LA MIRILLA
JOSÉ MARÍN GARCÍA | PEP MARÍN

La moneda daba vueltas en el aire hasta que aterrizó en la mano de Mario. Día luminoso. Cara. Eliges tú. Marcos, eligió ella, tercera vez que vais a pagar el refrigerio, se siente. No tan rápida, dijo Mario, he estado puliendo mi revés cortado. La tierra sigue girando. Un hombre se tira al agua de un río en pleno invierno. Aplausos. De la pista de tenis a la habitación de un hotel discreto. Le quita las bragas con los dientes y el roce de la barbilla la hace gemir. Bola de partido. Ganan. De la Meseta Carrión apaga con los dedos una vela, le gusta sentir ese dolor pasajero en las yemas. Sale de casa. Tiene aspecto de burgués templado y está delgado. Ahora está frente al detective privado Marcos Acosta. Éste es el hombre, dice, no está claro. Las ancianas vecinas y hermanas octogenarias habían escuchado risas en el rellano del segundo más allá de la media noche. La chica se ha relajado, ya van cinco, dijo la mayor, buenas merluzas llevan, trae el móvil. Ni su sobrino nieto de cuatro años mejora los conocimientos de éstas ancianas en el manejo de la tecnología de bolsillo. Silencio. Encuadre. No flash. A través de la mirilla consiguen una foto. Ella con el culo en pompa intentado meter la llave. A él se le ve algo más que el perfil. Parece más interesante que guapo. Las vecinas han visto crecer al Sr De la Meseta Carrión. Mira, esto pasa cuando te vas de viaje, le dicen señalando el móvil. Si estás metido en pijama para tres por nosotras bien, si no, observa. Te queremos.
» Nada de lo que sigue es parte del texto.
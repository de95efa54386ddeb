use reqwest::{Client, StatusCode};
use serde::Deserialize;
use url::Url;

use crate::error::LookupError;

use super::ProfileLookup;
use super::models::{ProfileSource, PublicSource};
use super::profiles;

const INSTAGRAM_BASE_URL: &str = "https://i.instagram.com";
// App id the instagram.com web client sends; without it the endpoint serves
// a login page instead of JSON.
const IG_APP_ID: &str = "936619743392459";
const USER_AGENT: &str = "Mozilla/5.0 (X11; Linux x86_64; rv:122.0) Gecko/20100101 Firefox/122.0";

#[derive(Debug, Clone)]
pub struct InstagramClient {
    http: Client,
    base_url: String,
}

impl InstagramClient {
    pub fn new() -> Self {
        Self::with_base_url(INSTAGRAM_BASE_URL.to_string())
    }

    /// Client against a non-default base URL. Tests point this at a local
    /// mock server.
    pub fn with_base_url(base_url: String) -> Self {
        Self {
            http: Client::new(),
            base_url,
        }
    }

    async fn fetch_user(&self, username: &str) -> Result<UserResource, LookupError> {
        let url = self.endpoint_url(profiles::web_profile_endpoint())?;
        let query = profiles::web_profile_query(username);
        let response = self
            .http
            .get(url)
            .query(&query)
            .header("User-Agent", USER_AGENT)
            .header("X-IG-App-Id", IG_APP_ID)
            .send()
            .await
            .map_err(|err| LookupError::Connection(err.to_string()))?;

        let status = response.status();
        if !status.is_success() {
            let body = response.text().await.unwrap_or_default();
            return Err(map_status_error(status, &body));
        }

        // Rate-limit interstitials come back as 200 with an HTML body.
        let envelope: WebProfileEnvelope = response
            .json()
            .await
            .map_err(|err| LookupError::Connection(format!("undecodable response body: {err}")))?;

        // Unknown users surface as a 200 with a null user as often as a 404.
        envelope
            .data
            .and_then(|data| data.user)
            .ok_or(LookupError::NotFound)
    }

    fn endpoint_url(&self, endpoint: &str) -> Result<Url, LookupError> {
        let mut url =
            Url::parse(&self.base_url).map_err(|err| LookupError::Other(err.to_string()))?;
        url.set_path(endpoint.trim_start_matches('/'));
        Ok(url)
    }
}

impl Default for InstagramClient {
    fn default() -> Self {
        Self::new()
    }
}

impl ProfileLookup for InstagramClient {
    async fn profile(&self, username: &str) -> Result<ProfileSource, LookupError> {
        let user = self.fetch_user(username).await?;
        Ok(user.into_source(username))
    }

    async fn public_profile(&self, username: &str) -> Result<PublicSource, LookupError> {
        // There is no narrower endpoint; reissue the request and keep only
        // the fields Instagram serves for any profile.
        let user = self.fetch_user(username).await?;
        Ok(user.into_public_source(username))
    }
}

#[derive(Debug, Deserialize)]
struct WebProfileEnvelope {
    data: Option<WebProfileData>,
}

#[derive(Debug, Deserialize)]
struct WebProfileData {
    user: Option<UserResource>,
}

#[derive(Debug, Deserialize)]
struct UserResource {
    username: Option<String>,
    full_name: Option<String>,
    edge_followed_by: Option<EdgeCount>,
    edge_follow: Option<EdgeCount>,
    edge_owner_to_timeline_media: Option<EdgeCount>,
    profile_pic_url: Option<String>,
    is_private: Option<bool>,
    is_verified: Option<bool>,
    biography: Option<String>,
    external_url: Option<String>,
    business_category_name: Option<String>,
    is_business_account: Option<bool>,
}

#[derive(Debug, Deserialize)]
struct EdgeCount {
    count: Option<u64>,
}

impl UserResource {
    fn into_source(self, requested: &str) -> ProfileSource {
        ProfileSource {
            username: self.username.unwrap_or_else(|| requested.to_string()),
            full_name: self.full_name,
            followers: edge_count(self.edge_followed_by),
            followees: edge_count(self.edge_follow),
            media_count: edge_count(self.edge_owner_to_timeline_media),
            profile_pic_url: self.profile_pic_url,
            is_private: self.is_private.unwrap_or(false),
            is_verified: self.is_verified.unwrap_or(false),
            biography: self.biography,
            external_url: self.external_url,
            business_category_name: self.business_category_name,
            is_business_account: self.is_business_account.unwrap_or(false),
        }
    }

    fn into_public_source(self, requested: &str) -> PublicSource {
        PublicSource {
            username: self.username.unwrap_or_else(|| requested.to_string()),
            full_name: self.full_name,
            profile_pic_url: self.profile_pic_url,
            is_verified: self.is_verified.unwrap_or(false),
        }
    }
}

fn edge_count(edge: Option<EdgeCount>) -> u64 {
    edge.and_then(|edge| edge.count).unwrap_or(0)
}

fn map_status_error(status: StatusCode, body: &str) -> LookupError {
    if status == StatusCode::NOT_FOUND {
        return LookupError::NotFound;
    }

    if status == StatusCode::UNAUTHORIZED || status == StatusCode::FORBIDDEN {
        return LookupError::PrivateNotFollowed;
    }

    if status == StatusCode::TOO_MANY_REQUESTS || status.is_server_error() {
        return LookupError::Connection(format!("instagram returned {status}"));
    }

    let body = body.trim();
    if body.is_empty() {
        LookupError::Other(format!("instagram request failed ({status})"))
    } else {
        LookupError::Other(format!(
            "instagram request failed ({status}): {}",
            excerpt(body)
        ))
    }
}

fn excerpt(body: &str) -> String {
    let compact = body.split_whitespace().collect::<Vec<_>>().join(" ");
    if compact.len() <= 200 {
        return compact;
    }

    let mut end = 200;
    while !compact.is_char_boundary(end) {
        end -= 1;
    }
    format!("{}...", &compact[..end])
}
Marcos Acosta mira la foto. Saca una lupa para disimular. Con suma indolencia salva la situación de saberse pillado de una forma u otra. Llama a Carolina. Rubia, alta, ojos azules y gafas de montura verde, cejas negras. Se lleva la foto para ver si consigue una mayor resolución. ¿Quién le ha dado esa foto? Mis vecinas, dice el cliente. Luego piensa que no debió darle ese detalle, pero lo hubiera sabido igual. Se tranquiliza. Apretón de manos. Quince días después ocurre una llamada al teléfono del cliente. Iñaki Zúñiga ha muerto en extrañas circunstancias a las afueras de su ciudad natal, Buenos Aires. Enterrado en vertical de cintura para abajo, un maletín negro a su derecha, un maletín blanco a su izquierda. Marcas de ruedas. Cirios en círculo apuntando al fallecido. El dossier acabado por el detective apuntaba a Iñaki Zúñiga. Monitor de tenis. El llamado playboy del club. Éste había regresado a Argentina por motivos familiares.
María Luisa de ochenta y tres años lee en voz alta su escrito a sus compañeros y compañeras del aula de escritura creativa. Se ríe para disimular su nerviosismo y agrandar sus pulmones. Y prosigue bajo la mirada atenta de la audiencia mientras su compañera de pupitre va borrando una a una todas las fotos de su móvil.